DNA Collection Law Faces Big-Name Opponent

     (CN) – Digital rights advocates say the U.S. Supreme Court has a duty to strike down an unconstitutional Maryland law that authorizes warrantless DNA testing.
     The high court granted certiorari in the case, Maryland v. Alonzo Jay King, in July 2012 after the Maryland Court of Appeals found that it had been unconstitutionally applied to arrestees. The court had previously upheld application of the law to convicted felons.
     State and local law enforcement authorities had used the law to collect DNA samples from anyone arrested for a crime of violence, an attempted crime of violence, a burglary, or an attempted burglary.
     King had challenged the law after its application led to his conviction of first-degree rape, for which he had been ordered to serve a life sentence. King had been arrested on assault charges in 2009, and police then matched his DNA to an unsolved 2003 rape.
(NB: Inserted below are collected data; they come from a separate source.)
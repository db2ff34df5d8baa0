//! Core statistical operations and traits
//!
//! This module defines the reduction kinds used for monthly climatologies and
//! the summary statistics reported when inspecting parameter files.

use crate::errors::{Result, VicParamsError};
use ndarray::ArrayD;
use std::fmt;

/// Supported statistical operations
#[derive(Debug, Clone, Copy, PartialEq, Eq)]
pub enum StatOperation {
    /// Arithmetic mean
    Mean,
    /// Sum of values
    Sum,
}

impl StatOperation {
    /// Get the string representation of the operation
    #[must_use]
    pub const fn as_str(self) -> &'static str {
        match self {
            Self::Mean => "mean",
            Self::Sum => "sum",
        }
    }
}

/// Trait for types that can perform statistical reductions along an axis
pub trait StatisticalReduction<T> {
    /// Perform a NaN-skipping reduction along the specified axis
    ///
    /// # Errors
    ///
    /// Returns an error if the axis is out of bounds for the array.
    fn reduce_along_axis(&self, axis: usize, operation: StatOperation) -> Result<ArrayD<T>>;
}

impl StatisticalReduction<f64> for ArrayD<f64> {
    fn reduce_along_axis(&self, axis: usize, operation: StatOperation) -> Result<ArrayD<f64>> {
        if axis >= self.ndim() {
            return Err(VicParamsError::Generic(format!(
                "Axis {axis} is out of bounds for array with {} dimensions",
                self.ndim()
            )));
        }

        match operation {
            StatOperation::Mean => super::parallel::parallel_mean_axis(self, axis),
            StatOperation::Sum => super::parallel::parallel_sum_axis(self, axis),
        }
    }
}

/// Summary statistics over the finite values of an array
#[derive(Debug, Clone, Copy, PartialEq)]
pub struct Summary {
    pub min: f64,
    pub max: f64,
    pub mean: f64,
    pub std: f64,
    /// Number of finite values
    pub valid: usize,
    /// Number of values including fill
    pub total: usize,
}

/// Summarize the finite values; NaN statistics when there are none
pub fn summarize<'a, I>(values: I) -> Summary
where
    I: IntoIterator<Item = &'a f64>,
{
    let mut total = 0usize;
    let mut finite = Vec::new();
    for &v in values {
        total += 1;
        if v.is_finite() {
            finite.push(v);
        }
    }

    if finite.is_empty() {
        return Summary {
            min: f64::NAN,
            max: f64::NAN,
            mean: f64::NAN,
            std: f64::NAN,
            valid: 0,
            total,
        };
    }

    let n = finite.len() as f64;
    let min = finite.iter().copied().fold(f64::INFINITY, f64::min);
    let max = finite.iter().copied().fold(f64::NEG_INFINITY, f64::max);
    let mean = finite.iter().sum::<f64>() / n;
    let std = (finite.iter().map(|&x| (x - mean).powi(2)).sum::<f64>() / n).sqrt();

    Summary {
        min,
        max,
        mean,
        std,
        valid: finite.len(),
        total,
    }
}

impl fmt::Display for Summary {
    fn fmt(&self, f: &mut fmt::Formatter<'_>) -> fmt::Result {
        writeln!(f, "   Min: {}", self.min)?;
        writeln!(f, "   Max: {}", self.max)?;
        writeln!(f, "   Mean: {:.4}", self.mean)?;
        writeln!(f, "   Std Dev: {:.4}", self.std)?;
        write!(f, "   Valid: {} of {}", self.valid, self.total)
    }
}
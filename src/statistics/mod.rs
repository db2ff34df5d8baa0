//! Statistical computations and parallel reduction operations
//!
//! NaN-skipping mean and sum reductions along one axis of an
//! `f64` array, used for monthly climatologies, plus summary statistics for
//! inspecting parameter files.
//!
//! # Organization
//!
//! - [`operations`]: Core statistical operations, traits and summaries
//! - [`parallel`]: Parallel computation implementations

pub mod operations;
pub mod parallel;

// Re-export the main types and functions for convenience
pub use operations::{summarize, StatOperation, StatisticalReduction, Summary};
pub use parallel::{parallel_mean_axis, parallel_sum_axis};
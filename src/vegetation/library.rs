//! NLDAS vegetation library
//!
//! Canopy constants for the twelve NLDAS (UMD) vegetation classes as used by
//! the LDAS VIC setups. Maximum snow albedo follows Barlage et al. (2005).

use super::pft::NldasClass;

/// Constants of one vegetation class
#[derive(Debug, Clone, Copy, PartialEq)]
pub struct VegClassParams {
    pub name: &'static str,
    /// Architectural resistance (s/m)
    pub rarc: f64,
    /// Minimum stomatal resistance (s/m)
    pub rmin: f64,
    /// Wind measurement height (m)
    pub wind_h: f64,
    /// Minimum shortwave for transpiration (W/m2)
    pub rgl: f64,
    pub rad_atten: f64,
    pub wind_atten: f64,
    pub trunk_ratio: f64,
    pub albedo: f64,
    pub max_snow_albedo: f64,
}

#[allow(clippy::too_many_arguments)]
const fn class(
    name: &'static str,
    rarc: f64,
    rmin: f64,
    wind_h: f64,
    rgl: f64,
    trunk_ratio: f64,
    albedo: f64,
    max_snow_albedo: f64,
) -> VegClassParams {
    VegClassParams {
        name,
        rarc,
        rmin,
        wind_h,
        rgl,
        rad_atten: 0.5,
        wind_atten: 0.5,
        trunk_ratio,
        albedo,
        max_snow_albedo,
    }
}

const NLDAS_CLASSES: [VegClassParams; 12] = [
    class("evergreen needleleaf forest", 60.0, 250.0, 10.0, 30.0, 0.2, 0.12, 0.46),
    class("deciduous needleleaf forest", 60.0, 150.0, 10.0, 30.0, 0.2, 0.18, 0.55),
    class("evergreen broadleaf forest", 60.0, 250.0, 10.0, 30.0, 0.2, 0.12, 0.46),
    class("deciduous broadleaf forest", 60.0, 150.0, 10.0, 30.0, 0.2, 0.18, 0.52),
    class("mixed forest", 60.0, 200.0, 10.0, 30.0, 0.2, 0.18, 0.51),
    class("woodland", 60.0, 200.0, 10.0, 30.0, 0.2, 0.18, 0.55),
    class("wooded grassland", 50.0, 125.0, 2.0, 50.0, 0.2, 0.19, 0.72),
    class("closed shrubland", 50.0, 135.0, 2.0, 50.0, 0.2, 0.19, 0.75),
    class("open shrubland", 50.0, 135.0, 2.0, 50.0, 0.2, 0.19, 0.80),
    class("grassland", 25.0, 120.0, 2.0, 75.0, 0.2, 0.20, 0.80),
    class("cropland", 25.0, 120.0, 2.0, 100.0, 0.2, 0.10, 0.80),
    class("bare soil", 2.0, 100.0, 2.0, 100.0, 0.2, 0.20, 0.85),
];

/// Lookup of class constants by NLDAS class
#[derive(Debug, Clone)]
pub struct VegLibrary {
    classes: [VegClassParams; 12],
}

impl Default for VegLibrary {
    fn default() -> Self {
        Self::nldas()
    }
}

impl VegLibrary {
    pub fn nldas() -> Self {
        Self {
            classes: NLDAS_CLASSES,
        }
    }

    pub fn get(&self, class: NldasClass) -> &VegClassParams {
        &self.classes[class.index()]
    }
}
     In an amicus brief filed with the Supreme Court last week, the Electronic Frontier Foundation challenged the idea that Maryland needs DNA to “identify” suspects.
     “DNA profiles are not actually used to verify the arrestee’s identity because the test cannot be used to verify a person’s true identity at the time of arrest,” the brief states.
     Samples are instead used for “other investigatory purposes – retaining and repeatedly accessing the wealth of personal information disclosed by an individual’s genetic material despite lacking individualized suspicion connecting the arrestee to another crime,” according to the brief.
     Collecting DNA “wholesale” violates the Fourth Amendment, the 49-page brief states.
     “Our DNA contains our entire genetic makeup – our most private information about who we are, where we come from and who we will be,” according to the brief. “DNA can be used to identify us in the narrow and proper sense of that word – ‘who is that?’ – but it also tells the world who we are related to, what we look like, and how likely we are to get specific diseases. This court must protect this sensitive genetic material by prohibiting the warrantless collection of DNA from arrestees. …
     “Allowing the wholesale, warrantless seizure of a person’s genome eviscerates the concept of particularity; it is in essence a ‘general search’ of a person’s genetic history. It is the equivalent of the government seizing and searching an entire computer, rummaging through all of its data – including data outside of the probable cause justification – to find one specific file.”
     EFF staff attorney Jennifer Lynch called it a matter of privacy.
     “Your DNA is the roadmap to an extraordinary amount of private information about you and your family,” Lynch said in a statement. “It contains data on your current health, your potential for disease, and your family background. For government access to personal information this sensitive, the Fourth Amendment requires a warrant.”
     The foundation says 27 additional states and the U.S. government have laws mandating DNA collection from anyone arrested, even if they have yet to be convicted.
     Lee Tien, a senior EFF staff attorney, asked what would happen if the police pick up and arrest someone at a political protest, but the suspect is released and never convicted of a crime.
     “Under these laws, your genetic material is held in a law enforcement database, often indefinitely,” Tien said in a statement. “This is an unconstitutional search and seizure.”
     The Supreme Court is scheduled to hear arguments on the case later this month.